**TASK REQUIREMENTS**
Return the listing in full, word for word.

====== RECORDS TO USE

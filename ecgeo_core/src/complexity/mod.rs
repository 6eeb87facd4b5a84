//! Product and economic complexity indices (PCI / ECI).
//!
//! Both indices come from the binarized advantage matrix. The item axis gives
//! PCI; the same computation on the transposed matrix gives ECI, so
//! `eci(mat) == pci(matᵀ)` holds exactly for every method.
//!
//! Two methods are available:
//! - [`ComplexityMethod::Reflection`] - Hidalgo–Hausmann method of reflections,
//!   a fixed number of diversity/ubiquity averaging steps (at most
//!   [`MAX_REFLECTION_STEPS`])
//! - [`ComplexityMethod::Eigenvector`] - eigenvector of the second-largest
//!   eigenvalue of the item-to-item transition matrix
//!
//! Results are rescaled into `[0, 100]` with [`rescale`].

pub mod calibrate;
pub mod eigen;
pub mod reflection;

use std::fmt;
use std::str::FromStr;

use ndarray::{Array1, Array2, ArrayView1, ArrayView2};
use serde::{Deserialize, Serialize};

use crate::error::{GeoError, GeoResult};
use crate::rca::InputType;

pub use calibrate::{ci_calibrate, ci_calibrate_columns};
pub use eigen::{eci_eig, pci_eig};
pub use reflection::{eci_reflex, pci_reflex, MAX_REFLECTION_STEPS};

/// Algorithm used to compute complexity.
#[derive(Debug, Clone, Copy, PartialEq, Eq, Hash, Serialize, Deserialize)]
pub enum ComplexityMethod {
    Eigenvector,
    Reflection,
}

impl ComplexityMethod {
    pub fn as_str(&self) -> &'static str {
        match self {
            ComplexityMethod::Eigenvector => "Eigenvector",
            ComplexityMethod::Reflection => "Reflection",
        }
    }
}

impl fmt::Display for ComplexityMethod {
    fn fmt(&self, f: &mut fmt::Formatter<'_>) -> fmt::Result {
        write!(f, "{}", self.as_str())
    }
}

impl FromStr for ComplexityMethod {
    type Err = GeoError;

    fn from_str(s: &str) -> Result<Self, Self::Err> {
        match s {
            "Eigenvector" => Ok(ComplexityMethod::Eigenvector),
            "Reflection" => Ok(ComplexityMethod::Reflection),
            _ => Err(GeoError::invalid_argument(
                "method",
                s,
                "one of 'Eigenvector', 'Reflection'",
            )),
        }
    }
}

/// Product complexity index, one value per item (row).
///
/// # Arguments
///
/// * `mat` - Exports or RCA values, items (rows) by regions (columns)
/// * `input_type` - Whether `mat` still needs the RCA transform
/// * `method` - Eigenvector or Reflection
/// * `steps` - Number of reflections; required for Reflection, ignored (with
///   a warning) for Eigenvector, clamped to [`MAX_REFLECTION_STEPS`]
///
/// # Errors
///
/// Missing `steps` for Reflection, or no entry with RCA ≥ 1 anywhere.
///
/// # Examples
///
/// ```
/// use ecgeo_core::complexity::{pci, ComplexityMethod};
/// use ecgeo_core::rca::InputType;
/// use ndarray::arr2;
///
/// let exports = arr2(&[
///     [100.0, 300.0, 500.0, 800.0],
///     [100.0, 200.0, 100.0, 3000.0],
///     [100.0, 100.0, 100.0, 300.0],
/// ]);
/// let values = pci(exports.view(), InputType::Export, ComplexityMethod::Reflection, Some(2))
///     .unwrap();
/// assert!(values.iter().all(|v| (0.0..=100.0).contains(v)));
/// ```
pub fn pci(
    mat: ArrayView2<'_, f64>,
    input_type: InputType,
    method: ComplexityMethod,
    steps: Option<usize>,
) -> GeoResult<Array1<f64>> {
    match method {
        ComplexityMethod::Eigenvector => {
            if let Some(steps) = steps {
                tracing::warn!(steps, "'steps' is ignored by the Eigenvector method");
            }
            let rca = input_type.resolve(mat)?;
            pci_eig(rca.view())
        }
        ComplexityMethod::Reflection => {
            let steps = steps.ok_or_else(|| {
                GeoError::invalid_argument(
                    "steps",
                    "None",
                    "a step count when using the Reflection method",
                )
            })?;
            let rca = input_type.resolve(mat)?;
            pci_reflex(rca.view(), steps)
        }
    }
}

/// Economic complexity index, one value per region (column).
///
/// Defined as [`pci`] of the transposed matrix.
pub fn eci(
    mat: ArrayView2<'_, f64>,
    input_type: InputType,
    method: ComplexityMethod,
    steps: Option<usize>,
) -> GeoResult<Array1<f64>> {
    pci(mat.t(), input_type, method, steps)
}

/// Min-max rescale into `[0, 100]` over finite entries only.
///
/// Non-finite entries come out as NaN. When every finite entry is equal they
/// all map to 0.
pub fn rescale(values: ArrayView1<'_, f64>) -> Array1<f64> {
    let (min, max) = values
        .iter()
        .filter(|v| v.is_finite())
        .fold((f64::INFINITY, f64::NEG_INFINITY), |(lo, hi), &v| {
            (lo.min(v), hi.max(v))
        });

    let range = max - min;
    values.mapv(|v| {
        if !v.is_finite() {
            f64::NAN
        } else if range > 0.0 {
            (v - min) / range * 100.0
        } else {
            0.0
        }
    })
}

/// Fail when no item/region pair holds advantage: complexity is undefined.
pub(crate) fn ensure_advantage(has_rca: &Array2<f64>, context: &str) -> GeoResult<()> {
    if has_rca.iter().any(|&v| v == 1.0) {
        Ok(())
    } else {
        Err(GeoError::degenerate(
            context,
            "no element has RCA >= 1.0, complexity is undefined",
        ))
    }
}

============

**SOLUTION TO THIS PROBLEM**
filename ecgeo_core/src/complexity/mod.rs
repository 6eeb87facd4b5a84
//! Product and economic complexity indices (PCI / ECI).
//!
//! Both indices come from the binarized advantage matrix. The item axis gives
//! PCI; the same computation on the transposed matrix gives ECI, so
//! `eci(mat) == pci(matᵀ)` holds exactly for every method.
//!
//! Two methods are available:
//! - [`ComplexityMethod::Reflection`] - Hidalgo–Hausmann method of reflections,
//!   a fixed number of diversity/ubiquity averaging steps (at most
//!   [`MAX_REFLECTION_STEPS`])
//! - [`ComplexityMethod::Eigenvector`] - eigenvector of the second-largest
//!   eigenvalue of the item-to-item transition matrix
//!
//! Results are rescaled into `[0, 100]` with [`rescale`].

pub mod calibrate;
pub mod eigen;
pub mod reflection;

use std::fmt;
use std::str::FromStr;

use ndarray::{Array1, Array2, ArrayView1, ArrayView2};
use serde::{Deserialize, Serialize};

use crate::error::{GeoError, GeoResult};
use crate::rca::InputType;

pub use calibrate::{ci_calibrate, ci_calibrate_columns};
pub use eigen::{eci_eig, pci_eig};
pub use reflection::{eci_reflex, pci_reflex, MAX_REFLECTION_STEPS};

/// Algorithm used to compute complexity.
#[derive(Debug, Clone, Copy, PartialEq, Eq, Hash, Serialize, Deserialize)]
pub enum ComplexityMethod {
    Eigenvector,
    Reflection,
}

impl ComplexityMethod {
    pub fn as_str(&self) -> &'static str {
        match self {
            ComplexityMethod::Eigenvector => "Eigenvector",
            ComplexityMethod::Reflection => "Reflection",
        }
    }
}

impl fmt::Display for ComplexityMethod {
    fn fmt(&self, f: &mut fmt::Formatter<'_>) -> fmt::Result {
        write!(f, "{}", self.as_str())
    }
}

impl FromStr for ComplexityMethod {
    type Err = GeoError;

    fn from_str(s: &str) -> Result<Self, Self::Err> {
        match s {
            "Eigenvector" => Ok(ComplexityMethod::Eigenvector),
            "Reflection" => Ok(ComplexityMethod::Reflection),
            _ => Err(GeoError::invalid_argument(
                "method",
                s,
                "one of 'Eigenvector', 'Reflection'",
            )),
        }
    }
}

/// Product complexity index, one value per item (row).
///
/// # Arguments
///
/// * `mat` - Exports or RCA values, items (rows) by regions (columns)
/// * `input_type` - Whether `mat` still needs the RCA transform
/// * `method` - Eigenvector or Reflection
/// * `steps` - Number of reflections; required for Reflection, ignored (with
///   a warning) for Eigenvector, clamped to [`MAX_REFLECTION_STEPS`]
///
/// # Errors
///
/// Missing `steps` for Reflection, or no entry with RCA ≥ 1 anywhere.
///
/// # Examples
///
/// ```
/// use ecgeo_core::complexity::{pci, ComplexityMethod};
/// use ecgeo_core::rca::InputType;
/// use ndarray::arr2;
///
/// let exports = arr2(&[
///     [100.0, 300.0, 500.0, 800.0],
///     [100.0, 200.0, 100.0, 3000.0],
///     [100.0, 100.0, 100.0, 300.0],
/// ]);
/// let values = pci(exports.view(), InputType::Export, ComplexityMethod::Reflection, Some(2))
///     .unwrap();
/// assert!(values.iter().all(|v| (0.0..=100.0).contains(v)));
/// ```
pub fn pci(
    mat: ArrayView2<'_, f64>,
    input_type: InputType,
    method: ComplexityMethod,
    steps: Option<usize>,
) -> GeoResult<Array1<f64>> {
    match method {
        ComplexityMethod::Eigenvector => {
            if let Some(steps) = steps {
                tracing::warn!(steps, "'steps' is ignored by the Eigenvector method");
            }
            let rca = input_type.resolve(mat)?;
            pci_eig(rca.view())
        }
        ComplexityMethod::Reflection => {
            let steps = steps.ok_or_else(|| {
                GeoError::invalid_argument(
                    "steps",
                    "None",
                    "a step count when using the Reflection method",
                )
            })?;
            let rca = input_type.resolve(mat)?;
            pci_reflex(rca.view(), steps)
        }
    }
}

/// Economic complexity index, one value per region (column).
///
/// Defined as [`pci`] of the transposed matrix.
pub fn eci(
    mat: ArrayView2<'_, f64>,
    input_type: InputType,
    method: ComplexityMethod,
    steps: Option<usize>,
) -> GeoResult<Array1<f64>> {
    pci(mat.t(), input_type, method, steps)
}

/// Min-max rescale into `[0, 100]` over finite entries only.
///
/// Non-finite entries come out as NaN. When every finite entry is equal they
/// all map to 0.
pub fn rescale(values: ArrayView1<'_, f64>) -> Array1<f64> {
    let (min, max) = values
        .iter()
        .filter(|v| v.is_finite())
        .fold((f64::INFINITY, f64::NEG_INFINITY), |(lo, hi), &v| {
            (lo.min(v), hi.max(v))
        });

    let range = max - min;
    values.mapv(|v| {
        if !v.is_finite() {
            f64::NAN
        } else if range > 0.0 {
            (v - min) / range * 100.0
        } else {
            0.0
        }
    })
}

/// Fail when no item/region pair holds advantage: complexity is undefined.
pub(crate) fn ensure_advantage(has_rca: &Array2<f64>, context: &str) -> GeoResult<()> {
    if has_rca.iter().any(|&v| v == 1.0) {
        Ok(())
    } else {
        Err(GeoError::degenerate(
            context,
            "no element has RCA >= 1.0, complexity is undefined",
        ))
    }
}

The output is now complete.